STORED DATA
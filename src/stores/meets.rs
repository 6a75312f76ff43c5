use chrono::Utc;

use super::{optimistic_create, optimistic_toggle, LastFilter};
use crate::cache::{CacheStore, FetchOutcome, Placement};
use crate::context::{require_text, StoreContext};
use crate::domain::{
    new_id, Meet, MeetAttendee, MeetFilter, MeetPatch, MeetView, NewMeet, ProfileSummary,
};
use crate::error::{StoreError, StoreResult};
use crate::fetch::CollectionsExt;
use crate::merge::{merge, merge_into, ANONYMOUS};
use crate::query::Query;
use crate::resolve::{or_empty, resolve, resolve_grouped, ForeignKeySet, LookupMap};

#[derive(Clone)]
pub struct MeetsStore {
    ctx: StoreContext,
    meets: CacheStore<MeetView>,
    filter: LastFilter<MeetFilter>,
}

/// Meets matching `filter`, soonest first, with organizer, attendee count
/// and whether the signed-in user attends.
pub async fn load_meets(ctx: &StoreContext, filter: &MeetFilter) -> StoreResult<Vec<MeetView>> {
    let backend = ctx.backend();

    let mut query = Query::new()
        .order_by("starts_at", true)
        .limit(ctx.config.page_size);
    if let Some(organizer_id) = &filter.organizer_id {
        query = query.eq("organizer_id", organizer_id.as_str());
    }
    if let Some(after) = filter.starting_after {
        query = query.gte("starts_at", after.to_rfc3339());
    }
    if let Some(term) = filter.search.as_deref().filter(|t| !t.trim().is_empty()) {
        query = query.contains("title", term);
    }
    let meets = backend.collection::<Meet>().select(&query).await?;

    let organizers: LookupMap<ProfileSummary> = or_empty(
        resolve(backend, &meets, "organizer_id", |m| Some(m.organizer_id.as_str())).await,
        "meets.organizer_id",
    );
    let keys = ForeignKeySet::collect(&meets, |m| Some(m.id.as_str()));
    let attendees: LookupMap<Vec<MeetAttendee>> = or_empty(
        resolve_grouped(backend, &keys, "meet_id", Query::new(), |a: &MeetAttendee| {
            a.meet_id.as_str()
        })
        .await,
        "meet_attendees.meet_id",
    );

    let me = ctx.user_id();
    let views = merge(
        &meets,
        &organizers,
        |m| Some(m.organizer_id.as_str()),
        |meet, organizer| MeetView {
            meet: meet.clone(),
            organizer_name: organizer.map_or_else(|| ANONYMOUS.to_string(), |o| o.username.clone()),
            attendee_count: 0,
            attending: false,
        },
    );
    Ok(merge_into(views, &attendees, |v| Some(v.meet.id.clone()), |v, rows| {
        let rows = rows.map(Vec::as_slice).unwrap_or_default();
        v.attendee_count = rows.len();
        v.attending = me
            .as_deref()
            .is_some_and(|me| rows.iter().any(|a| a.user_id == me));
    }))
}

impl MeetsStore {
    pub fn new(ctx: StoreContext) -> Self {
        Self {
            ctx,
            meets: CacheStore::new("meets"),
            filter: LastFilter::new(MeetFilter::default()),
        }
    }

    pub fn meets(&self) -> &CacheStore<MeetView> {
        &self.meets
    }

    pub async fn fetch_meets(&self, filter: MeetFilter) -> StoreResult<FetchOutcome> {
        self.filter.set(filter.clone());
        let result = self.meets.refresh(load_meets(&self.ctx, &filter)).await;
        self.ctx.report_failure("fetch_meets", result)
    }

    pub async fn create_meet(&self, input: NewMeet) -> StoreResult<MeetView> {
        let result = self.create_meet_inner(input).await;
        let result = self.ctx.report("create_meet", "Meet created", result);
        if result.is_ok() && self.ctx.config.reconcile_after_write {
            let _ = self.fetch_meets(self.filter.get()).await;
        }
        result
    }

    async fn create_meet_inner(&self, input: NewMeet) -> StoreResult<MeetView> {
        let user = self.ctx.require_user()?;
        require_text("title", &input.title)?;
        require_text("location", &input.location)?;

        let provisional = MeetView {
            meet: Meet {
                id: new_id(),
                organizer_id: user.user_id,
                title: input.title.trim().to_string(),
                description: input.description,
                location: input.location.trim().to_string(),
                starts_at: input.starts_at,
                created_at: Utc::now(),
            },
            organizer_name: user.username,
            attendee_count: 0,
            attending: false,
        };

        let shown = self.filter.get().matches(&provisional.meet);
        let placement = shown.then_some(Placement::Front);
        let backend = self.ctx.backend();
        let template = provisional.clone();
        optimistic_create(&self.meets, provisional, placement, async move {
            let stored = backend.collection::<Meet>().insert(&template.meet).await?;
            Ok::<_, StoreError>(MeetView {
                meet: stored,
                ..template
            })
        })
        .await
    }

    pub async fn update_meet(&self, id: &str, patch: MeetPatch) -> StoreResult<MeetView> {
        let result = self.update_meet_inner(id, patch).await;
        self.ctx.report("update_meet", "Meet updated", result)
    }

    async fn update_meet_inner(&self, id: &str, patch: MeetPatch) -> StoreResult<MeetView> {
        self.ctx.require_user()?;
        if let Some(title) = &patch.title {
            require_text("title", title)?;
        }
        if let Some(location) = &patch.location {
            require_text("location", location)?;
        }

        let backend = self.ctx.backend();
        let stored = self
            .meets
            .mutate(async {
                backend
                    .collection::<Meet>()
                    .update(id, &patch)
                    .await
                    .map_err(StoreError::from)
            })
            .await?;

        let view = match self.meets.get(id) {
            Some(cached) => MeetView {
                meet: stored,
                ..cached
            },
            None => MeetView {
                meet: stored,
                organizer_name: ANONYMOUS.to_string(),
                attendee_count: 0,
                attending: false,
            },
        };
        self.meets.replace(view.clone());
        Ok(view)
    }

    pub async fn delete_meet(&self, id: &str) -> StoreResult<()> {
        let result = self.delete_meet_inner(id).await;
        self.ctx.report("delete_meet", "Meet cancelled", result)
    }

    async fn delete_meet_inner(&self, id: &str) -> StoreResult<()> {
        self.ctx.require_user()?;
        let backend = self.ctx.backend();
        self.meets
            .mutate(async {
                backend
                    .collection::<Meet>()
                    .delete(id)
                    .await
                    .map_err(StoreError::from)
            })
            .await?;
        self.meets.remove(id);
        Ok(())
    }

    /// Join or leave a cached meet; returns whether the user now attends.
    pub async fn toggle_attendance(&self, meet_id: &str) -> StoreResult<bool> {
        let result = self.toggle_attendance_inner(meet_id).await;
        let message = match &result {
            Ok(true) => "You're going",
            _ => "You left the meet",
        };
        self.ctx.report("toggle_attendance", message, result)
    }

    async fn toggle_attendance_inner(&self, meet_id: &str) -> StoreResult<bool> {
        let user = self.ctx.require_user()?;
        let backend = self.ctx.backend();

        let flip = |view: &mut MeetView| {
            view.attending = !view.attending;
            view.attendee_count = if view.attending {
                view.attendee_count + 1
            } else {
                view.attendee_count.saturating_sub(1)
            };
        };
        let remote = |view: MeetView| async move {
            let attendees = backend.collection::<MeetAttendee>();
            if view.attending {
                let row = MeetAttendee {
                    id: new_id(),
                    meet_id: view.meet.id.clone(),
                    user_id: user.user_id.clone(),
                };
                attendees.insert(&row).await?;
            } else {
                let query = Query::new()
                    .eq("meet_id", view.meet.id.as_str())
                    .eq("user_id", user.user_id.as_str());
                attendees.delete_where(&query).await?;
            }
            Ok::<_, StoreError>(())
        };

        let view = optimistic_toggle(&self.meets, meet_id, flip, remote).await?;
        Ok(view.attending)
    }
}
impl MarketplaceStore {
    pub fn new(ctx: StoreContext) -> Self {
        Self {
            ctx,
            listings: CacheStore::new("listings"),
            favorites: CacheStore::new("favorites"),
            offers: CacheStore::new("offers"),
            listing_filter: LastFilter::new(ListingFilter::default()),
            offers_of: LastFilter::new(None),
        }
    }

    pub fn listings(&self) -> &CacheStore<ListingView> {
        &self.listings
    }

    pub fn favorites(&self) -> &CacheStore<ListingView> {
        &self.favorites
    }

    pub fn offers(&self) -> &CacheStore<OfferView> {
        &self.offers
    }

    // ------------------------------------------------------------------
    // Fetch
    // ------------------------------------------------------------------

    pub async fn fetch_listings(&self, filter: ListingFilter) -> StoreResult<FetchOutcome> {
        self.listing_filter.set(filter.clone());
        let result = self.listings.refresh(load_listings(&self.ctx, &filter)).await;
        self.ctx.report_failure("fetch_listings", result)
    }

    /// Listings the signed-in user favorited.
    pub async fn fetch_favorites(&self) -> StoreResult<FetchOutcome> {
        let result = match self.ctx.require_user() {
            Ok(user) => {
                self.favorites
                    .refresh(load_favorites(&self.ctx, &user.user_id))
                    .await
            }
            Err(err) => Err(err),
        };
        self.ctx.report_failure("fetch_favorites", result)
    }

    pub async fn fetch_offers(&self, listing_id: &str) -> StoreResult<FetchOutcome> {
        self.offers_of.set(Some(listing_id.to_string()));
        let result = self.offers.refresh(load_offers(&self.ctx, listing_id)).await;
        self.ctx.report_failure("fetch_offers", result)
    }

    // ------------------------------------------------------------------
    // Listings
    // ------------------------------------------------------------------

    pub async fn create_listing(&self, input: NewListing) -> StoreResult<ListingView> {
        let result = self.create_listing_inner(input).await;
        let result = self.ctx.report("create_listing", "Listing published", result);
        if result.is_ok() && self.ctx.config.reconcile_after_write {
            let _ = self.fetch_listings(self.listing_filter.get()).await;
        }
        result
    }

    async fn create_listing_inner(&self, input: NewListing) -> StoreResult<ListingView> {
        let user = self.ctx.require_user()?;
        require_text("title", &input.title)?;
        validate_price(input.price)?;

        let listing = Listing {
            id: new_id(),
            seller_id: user.user_id.clone(),
            car_id: input.car_id,
            title: input.title.trim().to_string(),
            description: input.description,
            price: input.price,
            location: input.location,
            status: ListingStatus::Active,
            image_path: input.image_path,
            created_at: Utc::now(),
        };
        let provisional = ListingView {
            seller: UserRef {
                id: user.user_id,
                username: user.username,
                avatar_url: None,
            },
            image_url: self
                .ctx
                .storage
                .optional_url(LISTING_IMAGES, listing.image_path.as_deref()),
            is_favorited: false,
            listing,
        };

        let shown = self.listing_filter.get().matches(&provisional.listing);
        let placement = shown.then_some(Placement::Front);
        let backend = self.ctx.backend();
        let template = provisional.clone();
        optimistic_create(&self.listings, provisional, placement, async move {
            let stored = backend.collection::<Listing>().insert(&template.listing).await?;
            Ok::<_, StoreError>(ListingView {
                listing: stored,
                ..template
            })
        })
        .await
    }

    pub async fn update_listing(&self, id: &str, patch: ListingPatch) -> StoreResult<ListingView> {
        let result = self.update_listing_inner(id, patch).await;
        self.ctx.report("update_listing", "Listing updated", result)
    }

    /// Mark a listing sold. Sold listings stay cached until the next fetch.
    pub async fn mark_sold(&self, id: &str) -> StoreResult<ListingView> {
        let patch = ListingPatch {
            status: Some(ListingStatus::Sold),
            ..ListingPatch::default()
        };
        let result = self.update_listing_inner(id, patch).await;
        self.ctx.report("mark_sold", "Listing marked as sold", result)
    }

    async fn update_listing_inner(&self, id: &str, patch: ListingPatch) -> StoreResult<ListingView> {
        self.ctx.require_user()?;
        if let Some(title) = &patch.title {
            require_text("title", title)?;
        }
        if let Some(price) = patch.price {
            validate_price(price)?;
        }

        let backend = self.ctx.backend();
        let stored = self
            .listings
            .mutate(async {
                backend
                    .collection::<Listing>()
                    .update(id, &patch)
                    .await
                    .map_err(StoreError::from)
            })
            .await?;

        let image_url = self
            .ctx
            .storage
            .optional_url(LISTING_IMAGES, stored.image_path.as_deref());
        let view = match self.listings.get(id) {
            Some(cached) => ListingView {
                listing: stored,
                image_url,
                ..cached
            },
            None => ListingView {
                seller: UserRef::resolve(&stored.seller_id, None, &self.ctx.storage),
                listing: stored,
                image_url,
                is_favorited: false,
            },
        };
        self.listings.replace(view.clone());
        self.favorites.replace(view.clone());
        Ok(view)
    }

    pub async fn delete_listing(&self, id: &str) -> StoreResult<()> {
        let result = self.delete_listing_inner(id).await;
        self.ctx.report("delete_listing", "Listing deleted", result)
    }

    async fn delete_listing_inner(&self, id: &str) -> StoreResult<()> {
        self.ctx.require_user()?;
        let backend = self.ctx.backend();
        self.listings
            .mutate(async {
                backend
                    .collection::<Listing>()
                    .delete(id)
                    .await
                    .map_err(StoreError::from)
            })
            .await?;
        self.listings.remove(id);
        self.favorites.remove(id);
        Ok(())
    }

    /// Favorite or unfavorite a cached listing; returns whether it is now a
    /// favorite. The favorites cache follows the listing.
    pub async fn toggle_favorite(&self, listing_id: &str) -> StoreResult<bool> {
        let result = self.toggle_favorite_inner(listing_id).await;
        let message = match &result {
            Ok(true) => "Added to favorites",
            _ => "Removed from favorites",
        };
        self.ctx.report("toggle_favorite", message, result)
    }

    async fn toggle_favorite_inner(&self, listing_id: &str) -> StoreResult<bool> {
        let user = self.ctx.require_user()?;
        let backend = self.ctx.backend();

        // A listing shown only under favorites can be unfavorited from there.
        let in_listings = self.listings.contains(listing_id);
        let cache = if in_listings {
            &self.listings
        } else {
            &self.favorites
        };

        let remote = |view: ListingView| async move {
            let favorites = backend.collection::<Favorite>();
            if view.is_favorited {
                let favorite = Favorite {
                    id: new_id(),
                    listing_id: view.listing.id.clone(),
                    user_id: user.user_id.clone(),
                };
                favorites.insert(&favorite).await?;
            } else {
                let query = Query::new()
                    .eq("listing_id", view.listing.id.as_str())
                    .eq("user_id", user.user_id.as_str());
                favorites.delete_where(&query).await?;
            }
            Ok::<_, StoreError>(())
        };

        let flip = |view: &mut ListingView| view.is_favorited = !view.is_favorited;
        let view = optimistic_toggle(cache, listing_id, flip, remote).await?;

        if view.is_favorited {
            self.favorites.insert(view.clone(), Placement::Front);
        } else {
            self.favorites.remove(listing_id);
        }
        debug!(listing_id, favorited = view.is_favorited, in_listings, "favorite toggled");
        Ok(view.is_favorited)
    }

    // ------------------------------------------------------------------
    // Offers
    // ------------------------------------------------------------------

    /// Offer on someone else's listing. The amount must be positive.
    pub async fn make_offer(&self, input: NewOffer) -> StoreResult<OfferView> {
        let result = self.make_offer_inner(input).await;
        let result = self.ctx.report("make_offer", "Offer sent", result);
        if result.is_ok() && self.ctx.config.reconcile_after_write {
            if let Some(current) = self.offers_of.get() {
                let _ = self.fetch_offers(&current).await;
            }
        }
        result
    }

    async fn make_offer_inner(&self, input: NewOffer) -> StoreResult<OfferView> {
        let user = self.ctx.require_user()?;
        if !input.amount.is_finite() || input.amount <= 0.0 {
            return Err(StoreError::Invalid("offer amount must be positive".into()));
        }

        let seller_id = match self.listings.get(&input.listing_id) {
            Some(view) => view.listing.seller_id,
            None => {
                self.ctx
                    .backend()
                    .collection::<Listing>()
                    .get(&input.listing_id)
                    .await?
                    .seller_id
            }
        };
        if seller_id == user.user_id {
            return Err(StoreError::Invalid(
                "you cannot make an offer on your own listing".into(),
            ));
        }

        let provisional = OfferView {
            offer: Offer {
                id: new_id(),
                listing_id: input.listing_id,
                buyer_id: user.user_id,
                amount: input.amount,
                message: input.message,
                status: OfferStatus::Pending,
                created_at: Utc::now(),
            },
            buyer_name: user.username,
        };

        // Only listings whose offers are on screen show the new offer.
        let showing = self.offers_of.get().as_deref() == Some(provisional.offer.listing_id.as_str());
        let backend = self.ctx.backend();
        let template = provisional.clone();
        let remote = async move {
            let stored = backend.collection::<Offer>().insert(&template.offer).await?;
            Ok::<_, StoreError>(OfferView {
                offer: stored,
                ..template
            })
        };
        let placement = showing.then_some(Placement::Front);
        optimistic_create(&self.offers, provisional, placement, remote).await
    }

    /// Accept or decline an offer on one of the signed-in user's listings.
    pub async fn respond_to_offer(&self, offer_id: &str, accept: bool) -> StoreResult<OfferView> {
        let result = self.respond_to_offer_inner(offer_id, accept).await;
        let message = if accept { "Offer accepted" } else { "Offer declined" };
        self.ctx.report("respond_to_offer", message, result)
    }

    async fn respond_to_offer_inner(&self, offer_id: &str, accept: bool) -> StoreResult<OfferView> {
        self.ctx.require_user()?;
        let status = if accept {
            OfferStatus::Accepted
        } else {
            OfferStatus::Declined
        };
        let patch = serde_json::json!({ "status": status });

        let backend = self.ctx.backend();
        let stored = self
            .offers
            .mutate(async {
                backend
                    .collection::<Offer>()
                    .update(offer_id, &patch)
                    .await
                    .map_err(StoreError::from)
            })
            .await?;

        let view = match self.offers.get(offer_id) {
            Some(cached) => OfferView {
                offer: stored,
                ..cached
            },
            None => OfferView {
                offer: stored,
                buyer_name: ANONYMOUS.to_string(),
            },
        };
        self.offers.replace(view.clone());
        Ok(view)
    }
}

TASK BRIEF
Go through the records above, find each line with the string "term", and copy it.

EXERCISE ANSWER
    if let Some(term) = filter.search.as_deref().filter(|t| !t.trim().is_empty()) {
        query = query.contains("title", term);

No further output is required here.